= Beginning of Section =
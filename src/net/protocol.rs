//! JSON frames exchanged with the relay
//!
//! `{"event":"updateUserCount","data":{"count":3}}`
//! `{"event":"mouse","data":{"x":10.0,"y":20.0}}`

use serde::{Deserialize, Serialize};

use crate::error::ProtocolError;
use crate::sim::SceneEvent;

#[derive(Debug, Clone, Copy, PartialEq, Eq, Serialize, Deserialize)]
pub struct CountMessage {
    /// Signed on the wire; the scene clamps negatives
    pub count: i64,
}

#[derive(Debug, Clone, Copy, PartialEq, Serialize, Deserialize)]
pub struct CursorMessage {
    pub x: f32,
    pub y: f32,
}

#[derive(Debug, Clone, PartialEq, Serialize, Deserialize)]
#[serde(tag = "event", content = "data", rename_all = "camelCase")]
pub enum WireMessage {
    UpdateUserCount(CountMessage),
    Mouse(CursorMessage),
}

impl WireMessage {
    pub fn decode(text: &str) -> Result<Self, ProtocolError> {
        serde_json::from_str(text).map_err(ProtocolError::Decode)
    }

    pub fn encode(&self) -> Result<String, ProtocolError> {
        serde_json::to_string(self).map_err(ProtocolError::Encode)
    }

    pub fn into_event(self) -> SceneEvent {
        match self {
            WireMessage::UpdateUserCount(CountMessage { count }) => SceneEvent::Count { count },
            WireMessage::Mouse(CursorMessage { x, y }) => SceneEvent::Cursor { x, y },
        }
    }
}
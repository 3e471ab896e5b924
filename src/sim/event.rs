//! Inbound events and the queue that feeds them to the scene
//!
//! Transport callbacks push through a cloned [`EventSender`] whenever they
//! fire; the scene drains the queue at the top of each frame so nothing is
//! applied while a frame is being computed.

use std::sync::mpsc::{Receiver, Sender, channel};

/// Something delivered by the relay (or the local input layer)
#[derive(Debug, Clone, PartialEq)]
pub enum SceneEvent {
    /// Participant count changed (negative values clamp to zero)
    Count { count: i64 },
    /// A peer's cursor position, drawn as-is
    Cursor { x: f32, y: f32 },
    /// Transport connected
    Connected { id: Option<String> },
    /// Transport dropped
    Disconnected,
}

/// Cloneable handle for pushing events into a scene
#[derive(Debug, Clone)]
pub struct EventSender {
    tx: Sender<SceneEvent>,
}

impl EventSender {
    /// Queue an event; returns false if the scene is gone
    pub fn send(&self, event: SceneEvent) -> bool {
        if let Err(e) = self.tx.send(event) {
            log::warn!("scene dropped, discarding event: {:?}", e.0);
            return false;
        }
        true
    }
}

#[derive(Debug)]
pub(crate) struct EventQueue {
    tx: Sender<SceneEvent>,
    rx: Receiver<SceneEvent>,
}

impl EventQueue {
    pub(crate) fn new() -> Self {
        let (tx, rx) = channel();
        Self { tx, rx }
    }

    pub(crate) fn sender(&self) -> EventSender {
        EventSender {
            tx: self.tx.clone(),
        }
    }

    /// Everything queued so far, in arrival order
    pub(crate) fn drain(&self) -> Vec<SceneEvent> {
        self.rx.try_iter().collect()
    }
}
= End of Section =
## WORK REQUEST
Go through the records and report each line that contains "WireMessage".

## RESPONSE FOR THIS EXERCISE
pub enum WireMessage {
impl WireMessage {
            WireMessage::UpdateUserCount(CountMessage { count }) => SceneEvent::Count { count },
            WireMessage::Mouse(CursorMessage { x, y }) => SceneEvent::Cursor { x, y },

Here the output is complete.